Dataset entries
--- START ---

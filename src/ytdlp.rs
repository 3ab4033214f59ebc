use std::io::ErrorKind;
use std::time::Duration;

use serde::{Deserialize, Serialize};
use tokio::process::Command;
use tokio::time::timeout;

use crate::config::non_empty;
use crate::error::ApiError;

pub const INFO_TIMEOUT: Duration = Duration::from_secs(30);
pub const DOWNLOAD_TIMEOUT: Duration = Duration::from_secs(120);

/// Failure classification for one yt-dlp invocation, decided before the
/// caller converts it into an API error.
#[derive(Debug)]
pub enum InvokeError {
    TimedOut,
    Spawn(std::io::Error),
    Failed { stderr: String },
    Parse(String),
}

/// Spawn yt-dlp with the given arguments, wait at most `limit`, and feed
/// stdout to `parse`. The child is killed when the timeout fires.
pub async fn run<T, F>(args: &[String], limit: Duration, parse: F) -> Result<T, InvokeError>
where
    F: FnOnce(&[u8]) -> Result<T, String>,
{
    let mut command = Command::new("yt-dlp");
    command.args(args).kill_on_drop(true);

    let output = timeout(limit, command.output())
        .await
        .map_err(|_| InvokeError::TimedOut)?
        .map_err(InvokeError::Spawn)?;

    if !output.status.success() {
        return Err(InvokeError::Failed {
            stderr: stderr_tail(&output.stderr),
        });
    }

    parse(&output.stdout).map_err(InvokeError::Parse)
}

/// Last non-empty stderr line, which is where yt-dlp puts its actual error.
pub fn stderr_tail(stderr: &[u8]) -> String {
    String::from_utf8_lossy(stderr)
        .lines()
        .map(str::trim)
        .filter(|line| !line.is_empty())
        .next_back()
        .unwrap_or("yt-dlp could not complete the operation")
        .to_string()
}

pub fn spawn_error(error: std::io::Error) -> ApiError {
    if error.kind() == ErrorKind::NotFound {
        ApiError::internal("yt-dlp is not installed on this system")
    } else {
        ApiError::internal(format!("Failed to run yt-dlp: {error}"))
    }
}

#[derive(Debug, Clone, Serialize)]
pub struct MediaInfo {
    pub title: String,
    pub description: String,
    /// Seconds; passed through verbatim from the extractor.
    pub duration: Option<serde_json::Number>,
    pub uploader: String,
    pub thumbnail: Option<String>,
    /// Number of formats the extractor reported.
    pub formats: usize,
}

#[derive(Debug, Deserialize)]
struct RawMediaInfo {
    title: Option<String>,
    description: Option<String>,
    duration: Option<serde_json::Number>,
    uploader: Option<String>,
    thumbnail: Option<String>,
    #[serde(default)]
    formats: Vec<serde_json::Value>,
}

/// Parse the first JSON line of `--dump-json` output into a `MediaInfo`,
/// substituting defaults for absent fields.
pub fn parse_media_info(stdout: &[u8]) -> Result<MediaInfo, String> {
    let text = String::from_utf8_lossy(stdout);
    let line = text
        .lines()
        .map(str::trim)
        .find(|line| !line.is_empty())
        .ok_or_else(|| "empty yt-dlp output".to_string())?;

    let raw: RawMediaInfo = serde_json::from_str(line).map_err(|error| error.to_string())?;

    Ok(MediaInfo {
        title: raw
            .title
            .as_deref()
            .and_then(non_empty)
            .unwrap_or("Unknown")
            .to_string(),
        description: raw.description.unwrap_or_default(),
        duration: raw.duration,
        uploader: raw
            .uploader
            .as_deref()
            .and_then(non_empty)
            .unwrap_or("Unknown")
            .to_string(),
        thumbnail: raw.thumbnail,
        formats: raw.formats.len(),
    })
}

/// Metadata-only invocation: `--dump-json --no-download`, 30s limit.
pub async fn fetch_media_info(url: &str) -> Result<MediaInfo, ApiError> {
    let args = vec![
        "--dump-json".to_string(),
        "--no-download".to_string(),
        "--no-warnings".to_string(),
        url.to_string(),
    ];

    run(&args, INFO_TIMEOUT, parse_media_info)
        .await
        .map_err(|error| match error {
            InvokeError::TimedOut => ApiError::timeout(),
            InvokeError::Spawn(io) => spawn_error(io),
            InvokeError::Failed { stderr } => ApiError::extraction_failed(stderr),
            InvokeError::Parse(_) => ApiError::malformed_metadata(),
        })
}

--- END ---
--- START ---

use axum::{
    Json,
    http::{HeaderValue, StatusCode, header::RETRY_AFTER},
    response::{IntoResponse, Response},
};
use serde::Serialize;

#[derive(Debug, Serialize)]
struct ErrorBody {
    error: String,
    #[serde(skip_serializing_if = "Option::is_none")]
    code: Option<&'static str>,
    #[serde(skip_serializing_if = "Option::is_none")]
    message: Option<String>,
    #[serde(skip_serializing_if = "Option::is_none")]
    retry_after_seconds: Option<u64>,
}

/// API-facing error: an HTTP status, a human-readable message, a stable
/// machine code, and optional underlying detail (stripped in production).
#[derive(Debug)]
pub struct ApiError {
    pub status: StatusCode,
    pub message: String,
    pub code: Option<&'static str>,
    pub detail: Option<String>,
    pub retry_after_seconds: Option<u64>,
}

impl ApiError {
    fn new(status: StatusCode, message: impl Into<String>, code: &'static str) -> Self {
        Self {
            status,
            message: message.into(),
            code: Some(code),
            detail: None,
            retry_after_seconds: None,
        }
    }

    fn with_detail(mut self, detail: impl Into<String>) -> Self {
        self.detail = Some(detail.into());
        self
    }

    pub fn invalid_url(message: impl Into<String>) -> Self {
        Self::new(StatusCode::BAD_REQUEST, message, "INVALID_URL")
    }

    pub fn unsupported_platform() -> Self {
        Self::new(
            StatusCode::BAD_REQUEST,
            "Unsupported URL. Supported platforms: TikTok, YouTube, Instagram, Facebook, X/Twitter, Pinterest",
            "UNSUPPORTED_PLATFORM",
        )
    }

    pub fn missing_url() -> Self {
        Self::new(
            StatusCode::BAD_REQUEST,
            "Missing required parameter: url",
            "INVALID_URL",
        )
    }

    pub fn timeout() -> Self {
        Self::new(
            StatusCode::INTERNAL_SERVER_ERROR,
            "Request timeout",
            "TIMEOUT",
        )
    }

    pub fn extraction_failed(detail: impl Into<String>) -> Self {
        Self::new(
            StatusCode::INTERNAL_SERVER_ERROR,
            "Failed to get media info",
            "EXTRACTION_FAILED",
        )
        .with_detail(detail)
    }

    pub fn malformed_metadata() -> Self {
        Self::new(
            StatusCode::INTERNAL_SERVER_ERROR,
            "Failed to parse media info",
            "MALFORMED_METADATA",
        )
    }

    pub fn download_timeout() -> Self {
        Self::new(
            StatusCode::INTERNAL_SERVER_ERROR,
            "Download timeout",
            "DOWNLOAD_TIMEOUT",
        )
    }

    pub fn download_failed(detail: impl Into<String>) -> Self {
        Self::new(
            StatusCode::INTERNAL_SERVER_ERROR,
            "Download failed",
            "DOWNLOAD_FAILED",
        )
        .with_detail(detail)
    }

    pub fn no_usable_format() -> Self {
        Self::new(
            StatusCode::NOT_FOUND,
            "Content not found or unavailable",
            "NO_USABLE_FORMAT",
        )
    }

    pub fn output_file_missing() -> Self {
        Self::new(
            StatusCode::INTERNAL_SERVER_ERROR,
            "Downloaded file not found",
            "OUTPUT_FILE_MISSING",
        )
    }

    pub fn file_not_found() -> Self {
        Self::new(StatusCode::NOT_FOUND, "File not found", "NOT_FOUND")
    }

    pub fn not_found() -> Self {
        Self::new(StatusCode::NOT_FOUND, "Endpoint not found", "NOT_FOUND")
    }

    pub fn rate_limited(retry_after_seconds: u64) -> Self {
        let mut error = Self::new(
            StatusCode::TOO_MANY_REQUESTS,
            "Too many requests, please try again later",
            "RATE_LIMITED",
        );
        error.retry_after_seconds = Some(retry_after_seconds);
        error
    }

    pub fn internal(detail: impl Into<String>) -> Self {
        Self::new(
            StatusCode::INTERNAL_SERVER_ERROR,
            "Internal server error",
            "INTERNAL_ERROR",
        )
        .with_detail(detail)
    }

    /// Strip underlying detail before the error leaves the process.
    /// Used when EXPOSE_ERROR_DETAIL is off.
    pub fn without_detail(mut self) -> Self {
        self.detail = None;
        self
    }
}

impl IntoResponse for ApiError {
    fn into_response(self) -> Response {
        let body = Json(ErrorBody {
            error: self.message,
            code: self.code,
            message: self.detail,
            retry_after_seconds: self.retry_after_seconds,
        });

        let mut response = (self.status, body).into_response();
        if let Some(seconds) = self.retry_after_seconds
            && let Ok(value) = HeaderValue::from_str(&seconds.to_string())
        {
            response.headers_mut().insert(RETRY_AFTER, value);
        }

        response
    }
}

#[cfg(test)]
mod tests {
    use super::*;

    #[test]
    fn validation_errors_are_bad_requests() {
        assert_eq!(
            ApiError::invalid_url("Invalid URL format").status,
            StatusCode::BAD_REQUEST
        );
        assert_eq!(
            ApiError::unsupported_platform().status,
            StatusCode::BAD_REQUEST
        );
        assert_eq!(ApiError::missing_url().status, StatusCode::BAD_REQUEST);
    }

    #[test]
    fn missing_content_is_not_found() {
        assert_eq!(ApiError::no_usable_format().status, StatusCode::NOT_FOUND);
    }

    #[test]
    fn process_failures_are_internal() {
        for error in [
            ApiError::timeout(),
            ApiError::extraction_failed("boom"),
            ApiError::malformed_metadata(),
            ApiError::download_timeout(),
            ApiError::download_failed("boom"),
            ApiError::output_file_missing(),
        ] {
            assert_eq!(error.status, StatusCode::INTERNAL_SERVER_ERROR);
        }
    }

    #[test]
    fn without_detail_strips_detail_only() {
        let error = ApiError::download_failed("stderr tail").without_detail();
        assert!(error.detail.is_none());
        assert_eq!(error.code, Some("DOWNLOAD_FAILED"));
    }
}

--- END ---

Each line above with the string "stderr" in it should be located and copied.

* _Task solution_
    Failed { stderr: String },
            stderr: stderr_tail(&output.stderr),
/// Last non-empty stderr line, which is where yt-dlp puts its actual error.
pub fn stderr_tail(stderr: &[u8]) -> String {
    String::from_utf8_lossy(stderr)
            InvokeError::Failed { stderr } => ApiError::extraction_failed(stderr),
        let error = ApiError::download_failed("stderr tail").without_detail();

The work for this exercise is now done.